Fred Ezeh , Gracious Iroaja, Abuja
Nigeria’s Health Minister, Prof. Isaac Adewole, on Thursday, said that Nigeria needs 1.8 million units of blood per annum, to meet the needs of patients.
He confirmed that records at the National blood data indicated that voluntary non-remunerated blood donation accounts for 10 percent of total collection, while family replacement and commercial donations account for 30 and 60 percent respectively.
Adewole, who addressed a press conference in Abuja, on the occasion of World Blood Donors’ Day, said the implication is that patients lack timely access to blood transfusion thus resulting in untimely death.

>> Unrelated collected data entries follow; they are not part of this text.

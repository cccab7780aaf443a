//! The release version descriptor shown on the page.

use std::path::{Path, PathBuf};

use serde::{Deserialize, Serialize};
use thiserror::Error;

/// The descriptor compiled into the binary.
const BUNDLED_VERSION_JSON: &str = include_str!("../assets/version.json");

#[derive(Debug, Error)]
pub enum ConfigError {
    #[error("failed to read {}: {source}", path.display())]
    Io {
        path: PathBuf,
        #[source]
        source: std::io::Error,
    },

    #[error("invalid release version document: {0}")]
    Parse(#[from] serde_json::Error),
}

/// Release version descriptor.
///
/// Only `version` is read; other fields of the document are ignored.
#[derive(Debug, Clone, PartialEq, Eq, Serialize, Deserialize)]
pub struct ReleaseVersion {
    version: String,
}

impl ReleaseVersion {
    pub fn new(version: impl Into<String>) -> Self {
        Self {
            version: version.into(),
        }
    }

    pub fn version(&self) -> &str {
        &self.version
    }

    pub fn from_json(json: &str) -> Result<Self, ConfigError> {
        Ok(serde_json::from_str(json)?)
    }

    pub fn load(path: impl AsRef<Path>) -> Result<Self, ConfigError> {
        let path = path.as_ref();
        let json = std::fs::read_to_string(path).map_err(|source| ConfigError::Io {
            path: path.to_path_buf(),
            source,
        })?;

        let release = Self::from_json(&json)?;
        tracing::debug!(path = %path.display(), version = release.version(), "loaded release version");
        Ok(release)
    }

    /// The `assets/version.json` embedded at build time.
    pub fn bundled() -> Result<Self, ConfigError> {
        Self::from_json(BUNDLED_VERSION_JSON)
    }
}
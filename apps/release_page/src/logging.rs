use tracing_subscriber::{EnvFilter, layer::SubscriberExt, util::SubscriberInitExt};

/// Install the global subscriber. `RUST_LOG` wins over `verbose`.
pub fn init_logger(verbose: bool) {
    let default_filter = if verbose {
        "release_page=debug,herald_router=debug,info"
    } else {
        "release_page=info,herald_router=info"
    };
    let filter =
        EnvFilter::try_from_default_env().unwrap_or_else(|_| EnvFilter::new(default_filter));

    tracing_subscriber::registry()
        .with(filter)
        .with(
            tracing_subscriber::fmt::layer()
                .with_target(false)
                .with_thread_ids(false)
                .with_file(false)
                .with_line_number(false)
                .compact(),
        )
        .init();
}
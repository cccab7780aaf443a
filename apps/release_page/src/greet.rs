//! Greeting endpoint served next to the page.

use serde::{Deserialize, Serialize};
use thiserror::Error;

use crate::release::ReleaseVersion;

#[derive(Debug, Clone, PartialEq, Eq, Serialize, Deserialize)]
pub struct GreetEvent {
    pub name: String,
}

#[derive(Debug, Clone, PartialEq, Eq, Serialize, Deserialize)]
pub struct GreetResponse {
    pub message: String,
}

#[derive(Debug, Error)]
pub enum GreetError {
    #[error("received nil event")]
    MissingEvent,

    #[error("invalid greet event: {0}")]
    InvalidBody(#[from] serde_json::Error),
}

/// Build the greeting for `event`.
pub fn greet(event: Option<&GreetEvent>, release: &ReleaseVersion) -> Result<String, GreetError> {
    let event = event.ok_or(GreetError::MissingEvent)?;

    Ok(format!(
        "Hello, {}; We are delighted to have you in Version {}",
        event.name,
        release.version()
    ))
}

/// Decode a request body. An empty body and a JSON `null` both mean "no event".
pub fn parse_event(body: &[u8]) -> Result<Option<GreetEvent>, GreetError> {
    if body.trim_ascii().is_empty() {
        return Ok(None);
    }

    Ok(serde_json::from_slice(body)?)
}

#[cfg(test)]
mod tests {
    use super::*;

    fn release() -> ReleaseVersion {
        ReleaseVersion::new("1.1.2")
    }

    #[test]
    fn test_greet() {
        let event = GreetEvent {
            name: "Ada".to_owned(),
        };

        assert_eq!(
            greet(Some(&event), &release()).unwrap(),
            "Hello, Ada; We are delighted to have you in Version 1.1.2"
        );
    }

    #[test]
    fn test_greet_uses_release_version() {
        let event = GreetEvent {
            name: "Grace".to_owned(),
        };

        let message = greet(Some(&event), &ReleaseVersion::new("9.9.9")).unwrap();
        assert!(message.ends_with("Version 9.9.9"));
    }

    #[test]
    fn test_greet_empty_name() {
        let event = GreetEvent {
            name: String::new(),
        };

        assert_eq!(
            greet(Some(&event), &release()).unwrap(),
            "Hello, ; We are delighted to have you in Version 1.1.2"
        );
    }

    #[test]
    fn test_greet_without_event() {
        let err = greet(None, &release()).unwrap_err();

        assert!(matches!(err, GreetError::MissingEvent));
        assert_eq!(err.to_string(), "received nil event");
    }

    #[test]
    fn test_parse_event() {
        assert_eq!(
            parse_event(br#"{"name": "Ada"}"#).unwrap(),
            Some(GreetEvent {
                name: "Ada".to_owned()
            })
        );
        assert_eq!(parse_event(b"").unwrap(), None);
        assert_eq!(parse_event(b"  \n").unwrap(), None);
        assert_eq!(parse_event(b"null").unwrap(), None);
        assert!(matches!(
            parse_event(b"{\"name\": 1}"),
            Err(GreetError::InvalidBody(_))
        ));
    }
}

He stressed that regular blood donors rarely suffer from anaemia, they live longer, enjoy free health screening and a mini blood test, enhance the production of new blood cells, improve overall cardiovascular health and lower the risk of severe cardiovascular events such as stroke by 33 per cent.
He announced that an executive bill for the establishment of a National Blood Service Commission (NBSC), was recently approved by the Federal Executive Council.
“The bill will consolidate on gains made in the last 13 years, and possibly take the National blood service system to next level, in line with international best practices,” he said.
Meanwhile, the National Coordinator, National Blood Transfusion Service (NBTS), Dr. Toyin Smith, appreciated the response of Nigerians as regard the donation of blood.
She said the significance of the event was to raise awareness of Nigerians as regards the importance of voluntary blood donation to save millions of lives.